- Student , Campus
- 25/08/2016
TU/e Professor initiates radio station for students and expats
The Eindhoven region will see the birth of a new, English-language radio station for knowledge workers, students and expats. Its initiator is Jean-Paul Linnartz, part-time professor in the Signal Processing Systems group of the TU/e Department of Electrical Engineering. Linnartz has obtained a broadcasting license for the frequency that was until recently used by the national Radio 5 station. In addition to medium wave (AM) the station, which has not got a name yet, will also broadcast via the Internet.
The idea is for broadcasts to be filled largely in an automated manner, as initiator Linnartz explains. Since last year the part-time professor has been involved with an experiment with digital radio in the Belgian-Netherlands border area around Maastricht. In that project the idea of the ‘inverted studio’ is researched. The underlying idea is that broadcasts are no longer made in a studio, but played from the ‘cloud’.
“In my student days I made radio programs for the regional broadcaster in Limburg”, says Linnartz. “At that time everything took place in the studio, but thanks to the new Internet technology that is not necessary anymore.” People involved with the new station– in Linnartz’s plans these will be mostly volunteers – can upload their contributions from random locations. “Providing such a contribution should not really be any more complicated than posting a message on Facebook.”
The first hurdle to be cleared is finding a suitable location for the required transmitting antenna, says Linnartz. This concerns a relatively long construction, he explains. “Ideally that would be a vertically placed wire of some one hundred meters – a quarter of the wave length of the signal for the relevant frequency. Although there are tricks to limit that length, an antenna of just a few meters will not do.”
On the other hand, the power required for broadcasting capacity is modest. Some fifty watt (the power of an old-fashioned incandescent lamp) is enough to cover the entire Eindhoven region. “The power that you need for a radio station scales with the fourth power of the distance”, the expert explains. “AM stations that have a national range therefore consume a huge amount of power; that is why nearly all the national AM stations have meanwhile been switched off. For that reason, last May the 747 frequency band – which NPO Radio 5 used for its broadcasts – was divided up into small, regional portions. We succeeded in obtaining the license for our region. And we can operate it with a ten thousandth of the power used by Radio 5.”

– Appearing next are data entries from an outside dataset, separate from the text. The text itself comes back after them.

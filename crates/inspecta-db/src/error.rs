//! Storage errors.
//!
//! `DbError` only says what went wrong in SQLite terms. The service layer
//! turns the ones with domain meaning into domain errors: a unique
//! violation on `cash_sessions.operator_id` is an already-open till, a
//! [`DbError::Conflict`] on close is a lost race.

use thiserror::Error;

#[derive(Debug, Error)]
pub enum DbError {
    #[error("{entity} not found: {id}")]
    NotFound { entity: String, id: String },

    /// `field` is `table.column` as SQLite reports it. Raised by a second
    /// Active session per operator, or a second handover per session.
    #[error("Unique constraint failed on {field}")]
    UniqueViolation { field: String, value: String },

    #[error("Foreign key violation: {message}")]
    ForeignKeyViolation { message: String },

    /// A guarded write matched no row: the row changed state or version
    /// since it was read.
    #[error("{entity} {id} was modified concurrently")]
    Conflict { entity: String, id: String },

    #[error("Connection failed: {0}")]
    ConnectionFailed(String),

    #[error("Migration failed: {0}")]
    MigrationFailed(String),

    #[error("Query failed: {0}")]
    QueryFailed(String),

    /// A JSON column could not be encoded or decoded.
    #[error("Serialization failed: {0}")]
    Serialization(String),

    /// No connection became free within the acquire timeout.
    #[error("Connection pool exhausted")]
    PoolExhausted,

    /// SQLite returned SQLITE_BUSY / SQLITE_LOCKED.
    #[error("Database is busy: {0}")]
    Busy(String),

    #[error("Internal database error: {0}")]
    Internal(String),
}

impl DbError {
    pub fn not_found(entity: impl Into<String>, id: impl Into<String>) -> Self {
        DbError::NotFound {
            entity: entity.into(),
            id: id.into(),
        }
    }

    pub fn duplicate(field: impl Into<String>, value: impl Into<String>) -> Self {
        DbError::UniqueViolation {
            field: field.into(),
            value: value.into(),
        }
    }

    pub fn conflict(entity: impl Into<String>, id: impl Into<String>) -> Self {
        DbError::Conflict {
            entity: entity.into(),
            id: id.into(),
        }
    }

    /// Whether retrying the same operation may succeed.
    pub fn is_transient(&self) -> bool {
        matches!(
            self,
            DbError::PoolExhausted | DbError::Busy(_) | DbError::ConnectionFailed(_)
        )
    }

    /// True for a unique-index violation on `field` (`table.column`).
    pub fn is_unique_violation_on(&self, field: &str) -> bool {
        matches!(self, DbError::UniqueViolation { field: f, .. } if f.contains(field))
    }
}

/// Maps a SQLite error message onto a variant.
///
/// SQLite reports constraint failures as text, e.g.
/// `UNIQUE constraint failed: cash_sessions.operator_id`.
fn classify_sqlite_message(message: &str) -> DbError {
    if let Some(columns) = message.strip_prefix("UNIQUE constraint failed: ") {
        return DbError::UniqueViolation {
            field: columns.to_string(),
            value: String::new(),
        };
    }
    if message.starts_with("FOREIGN KEY constraint failed") {
        return DbError::ForeignKeyViolation {
            message: message.to_string(),
        };
    }
    if message.contains("database is locked") || message.contains("database table is locked") {
        return DbError::Busy(message.to_string());
    }
    DbError::QueryFailed(message.to_string())
}

impl From<sqlx::Error> for DbError {
    fn from(err: sqlx::Error) -> Self {
        match err {
            sqlx::Error::RowNotFound => DbError::not_found("row", "?"),
            sqlx::Error::Database(db_err) => classify_sqlite_message(db_err.message()),
            sqlx::Error::PoolTimedOut => DbError::PoolExhausted,
            sqlx::Error::PoolClosed => DbError::ConnectionFailed("pool closed".to_string()),
            sqlx::Error::Io(io) => DbError::ConnectionFailed(io.to_string()),
            sqlx::Error::ColumnDecode { index, source } => {
                DbError::Serialization(format!("column {index}: {source}"))
            }
            other => DbError::Internal(other.to_string()),
        }
    }
}

impl From<sqlx::migrate::MigrateError> for DbError {
    fn from(err: sqlx::migrate::MigrateError) -> Self {
        DbError::MigrationFailed(err.to_string())
    }
}

impl From<serde_json::Error> for DbError {
    fn from(err: serde_json::Error) -> Self {
        DbError::Serialization(err.to_string())
    }
}

/// Result type for database operations.
pub type DbResult<T> = Result<T, DbError>;

#[cfg(test)]
mod tests {
    use super::*;

    #[test]
    fn test_transient_classification() {
        assert!(DbError::PoolExhausted.is_transient());
        assert!(DbError::Busy("database is locked".into()).is_transient());
        assert!(!DbError::conflict("CashSession", "s-1").is_transient());
        assert!(!DbError::not_found("CashSession", "s-1").is_transient());
    }

    #[test]
    fn test_sqlite_message_classification() {
        let err = classify_sqlite_message("UNIQUE constraint failed: cash_sessions.operator_id");
        assert!(err.is_unique_violation_on("cash_sessions.operator_id"));

        assert!(matches!(
            classify_sqlite_message("FOREIGN KEY constraint failed"),
            DbError::ForeignKeyViolation { .. }
        ));
        assert!(classify_sqlite_message("database is locked").is_transient());
        assert!(matches!(
            classify_sqlite_message("no such table: foo"),
            DbError::QueryFailed(_)
        ));
    }

    #[test]
    fn test_unique_violation_on() {
        let err = DbError::duplicate("cash_sessions.operator_id", "op-1");
        assert!(err.is_unique_violation_on("cash_sessions.operator_id"));
        assert!(!err.is_unique_violation_on("treasury_movements.linked_session_id"));
    }
}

The professor is consulting with the Department of Electrical Engineering to see whether the technology of the new station could be the subject of educational projects. For the future they are planning the programs not to be broadcast only by means of analog technology and via the Internet, but for the signal to be distributed also digitally via the medium wave. “For that we also have permission, in principle. Then we are talking about sound of CD quality; this is being rolled out in India in particular at the moment. Still, we expect that most people will be listening to us via the Internet.”
For the contents of the programing Linnartz is seeking cooperation with the student and expat communities in and around Eindhoven. The regional news platform E52, which aims at a comparable target group, is in any case going to work together with the new radio station. As the station will be run mainly by volunteers and will for the greater part proceed automatically, he expects that the operating costs will remain rather low. “I hope that we will get some sponsoring from the target group; as far as I’m concerned we will not be broadcasting any commercials if it is not necessary.”
The planning is for the radio station to go on the air as early as this autumn.